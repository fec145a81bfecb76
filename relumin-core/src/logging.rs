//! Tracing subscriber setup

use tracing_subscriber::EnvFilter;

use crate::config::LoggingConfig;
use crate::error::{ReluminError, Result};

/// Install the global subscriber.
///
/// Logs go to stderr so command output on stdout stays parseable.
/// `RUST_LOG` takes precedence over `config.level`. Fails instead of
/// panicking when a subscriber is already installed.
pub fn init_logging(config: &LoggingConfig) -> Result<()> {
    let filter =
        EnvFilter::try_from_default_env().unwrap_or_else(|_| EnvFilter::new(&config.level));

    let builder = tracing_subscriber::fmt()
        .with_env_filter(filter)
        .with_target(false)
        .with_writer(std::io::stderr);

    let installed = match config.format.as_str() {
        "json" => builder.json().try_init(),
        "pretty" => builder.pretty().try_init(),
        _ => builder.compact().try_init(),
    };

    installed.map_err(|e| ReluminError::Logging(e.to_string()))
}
==
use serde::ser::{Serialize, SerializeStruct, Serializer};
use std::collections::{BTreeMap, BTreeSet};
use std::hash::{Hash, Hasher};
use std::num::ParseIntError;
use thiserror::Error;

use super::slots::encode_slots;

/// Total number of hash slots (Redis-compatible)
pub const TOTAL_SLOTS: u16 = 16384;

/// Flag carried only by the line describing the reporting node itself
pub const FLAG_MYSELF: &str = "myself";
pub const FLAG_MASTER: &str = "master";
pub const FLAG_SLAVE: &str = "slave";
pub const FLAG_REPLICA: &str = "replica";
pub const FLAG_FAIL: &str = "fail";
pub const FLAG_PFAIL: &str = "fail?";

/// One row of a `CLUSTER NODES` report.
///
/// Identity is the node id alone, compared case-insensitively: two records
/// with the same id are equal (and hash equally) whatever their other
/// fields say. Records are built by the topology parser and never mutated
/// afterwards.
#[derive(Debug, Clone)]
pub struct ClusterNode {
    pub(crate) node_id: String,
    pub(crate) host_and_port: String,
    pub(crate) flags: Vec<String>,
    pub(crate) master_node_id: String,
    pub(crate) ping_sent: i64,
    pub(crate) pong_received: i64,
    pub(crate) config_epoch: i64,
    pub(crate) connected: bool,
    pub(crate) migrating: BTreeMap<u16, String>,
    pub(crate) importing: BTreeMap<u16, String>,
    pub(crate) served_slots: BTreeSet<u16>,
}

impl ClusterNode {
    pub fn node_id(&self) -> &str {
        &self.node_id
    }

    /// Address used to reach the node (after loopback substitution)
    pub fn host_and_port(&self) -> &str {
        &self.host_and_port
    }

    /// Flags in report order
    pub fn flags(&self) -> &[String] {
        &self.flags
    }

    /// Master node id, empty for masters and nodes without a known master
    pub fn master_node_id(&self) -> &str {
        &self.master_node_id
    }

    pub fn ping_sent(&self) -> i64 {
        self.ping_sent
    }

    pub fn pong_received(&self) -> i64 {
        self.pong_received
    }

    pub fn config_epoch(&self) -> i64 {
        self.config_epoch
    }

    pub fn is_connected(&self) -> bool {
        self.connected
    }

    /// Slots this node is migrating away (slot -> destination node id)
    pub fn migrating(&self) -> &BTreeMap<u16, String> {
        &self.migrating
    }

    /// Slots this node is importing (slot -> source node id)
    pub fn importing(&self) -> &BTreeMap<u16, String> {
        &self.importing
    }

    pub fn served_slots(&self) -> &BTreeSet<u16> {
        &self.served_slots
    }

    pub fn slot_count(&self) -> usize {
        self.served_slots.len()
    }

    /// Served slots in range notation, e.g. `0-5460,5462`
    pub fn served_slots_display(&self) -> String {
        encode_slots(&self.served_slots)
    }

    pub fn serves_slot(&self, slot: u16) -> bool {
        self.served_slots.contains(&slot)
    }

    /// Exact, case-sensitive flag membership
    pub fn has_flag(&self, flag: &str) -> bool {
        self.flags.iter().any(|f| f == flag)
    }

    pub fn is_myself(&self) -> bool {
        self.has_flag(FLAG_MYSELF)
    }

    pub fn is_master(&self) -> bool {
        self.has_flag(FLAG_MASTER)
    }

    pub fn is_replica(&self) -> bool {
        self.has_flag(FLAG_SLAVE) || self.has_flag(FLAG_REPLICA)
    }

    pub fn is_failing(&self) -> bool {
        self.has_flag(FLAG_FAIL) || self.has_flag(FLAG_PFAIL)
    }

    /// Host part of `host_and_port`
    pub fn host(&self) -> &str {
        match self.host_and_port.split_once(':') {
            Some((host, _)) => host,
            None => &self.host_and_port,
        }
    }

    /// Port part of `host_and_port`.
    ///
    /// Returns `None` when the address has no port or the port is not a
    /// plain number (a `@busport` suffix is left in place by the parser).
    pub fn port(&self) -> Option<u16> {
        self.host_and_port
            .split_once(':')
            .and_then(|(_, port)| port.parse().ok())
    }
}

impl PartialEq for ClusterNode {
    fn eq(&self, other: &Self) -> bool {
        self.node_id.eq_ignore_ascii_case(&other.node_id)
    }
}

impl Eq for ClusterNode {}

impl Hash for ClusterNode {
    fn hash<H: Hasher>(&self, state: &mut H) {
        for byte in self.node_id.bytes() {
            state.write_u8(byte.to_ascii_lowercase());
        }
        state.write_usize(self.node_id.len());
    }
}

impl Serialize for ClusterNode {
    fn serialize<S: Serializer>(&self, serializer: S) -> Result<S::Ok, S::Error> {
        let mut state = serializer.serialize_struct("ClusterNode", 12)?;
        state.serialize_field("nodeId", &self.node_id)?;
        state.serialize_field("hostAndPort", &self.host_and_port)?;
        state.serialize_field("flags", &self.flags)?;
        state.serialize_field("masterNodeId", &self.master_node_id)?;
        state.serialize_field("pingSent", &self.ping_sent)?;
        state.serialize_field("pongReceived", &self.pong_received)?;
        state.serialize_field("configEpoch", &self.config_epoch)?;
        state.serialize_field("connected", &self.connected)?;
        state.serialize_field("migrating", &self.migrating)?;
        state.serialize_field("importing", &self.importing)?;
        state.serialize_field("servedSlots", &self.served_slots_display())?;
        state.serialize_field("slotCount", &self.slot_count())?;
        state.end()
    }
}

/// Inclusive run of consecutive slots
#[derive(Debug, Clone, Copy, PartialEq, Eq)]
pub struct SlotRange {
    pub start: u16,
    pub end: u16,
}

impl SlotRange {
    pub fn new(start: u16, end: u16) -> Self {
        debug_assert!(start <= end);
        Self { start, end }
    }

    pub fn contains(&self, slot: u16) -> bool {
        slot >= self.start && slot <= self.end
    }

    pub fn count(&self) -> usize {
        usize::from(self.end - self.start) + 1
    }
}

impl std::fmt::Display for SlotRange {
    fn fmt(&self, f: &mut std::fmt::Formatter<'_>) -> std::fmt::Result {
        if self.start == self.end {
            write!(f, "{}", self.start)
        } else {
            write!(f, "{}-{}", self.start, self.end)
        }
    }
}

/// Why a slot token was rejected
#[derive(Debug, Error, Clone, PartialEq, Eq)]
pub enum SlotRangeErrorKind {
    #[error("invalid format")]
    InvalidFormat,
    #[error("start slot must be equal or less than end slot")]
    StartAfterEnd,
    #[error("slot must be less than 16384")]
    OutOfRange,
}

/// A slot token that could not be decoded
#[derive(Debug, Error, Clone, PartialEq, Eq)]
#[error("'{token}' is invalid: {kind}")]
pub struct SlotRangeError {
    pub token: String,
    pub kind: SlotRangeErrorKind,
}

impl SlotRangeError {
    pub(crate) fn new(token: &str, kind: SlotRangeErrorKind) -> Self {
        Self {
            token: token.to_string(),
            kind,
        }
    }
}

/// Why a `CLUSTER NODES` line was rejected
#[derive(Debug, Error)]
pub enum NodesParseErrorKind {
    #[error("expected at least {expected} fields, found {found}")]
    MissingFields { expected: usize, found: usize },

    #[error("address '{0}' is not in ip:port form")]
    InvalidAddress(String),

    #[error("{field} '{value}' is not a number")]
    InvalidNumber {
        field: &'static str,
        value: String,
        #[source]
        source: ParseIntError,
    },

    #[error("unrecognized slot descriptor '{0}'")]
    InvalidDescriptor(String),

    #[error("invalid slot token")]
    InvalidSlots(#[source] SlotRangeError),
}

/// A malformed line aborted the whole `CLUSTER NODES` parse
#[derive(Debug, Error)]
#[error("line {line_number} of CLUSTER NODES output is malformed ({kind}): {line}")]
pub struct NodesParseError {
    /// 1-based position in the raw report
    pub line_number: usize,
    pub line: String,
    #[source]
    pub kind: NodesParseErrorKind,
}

__WHAT TO PRODUCE__. Search the records for the word "match" and copy out every line that holds it.

__TASK ANSWER__.
    let installed = match config.format.as_str() {
        match self.host_and_port.split_once(':') {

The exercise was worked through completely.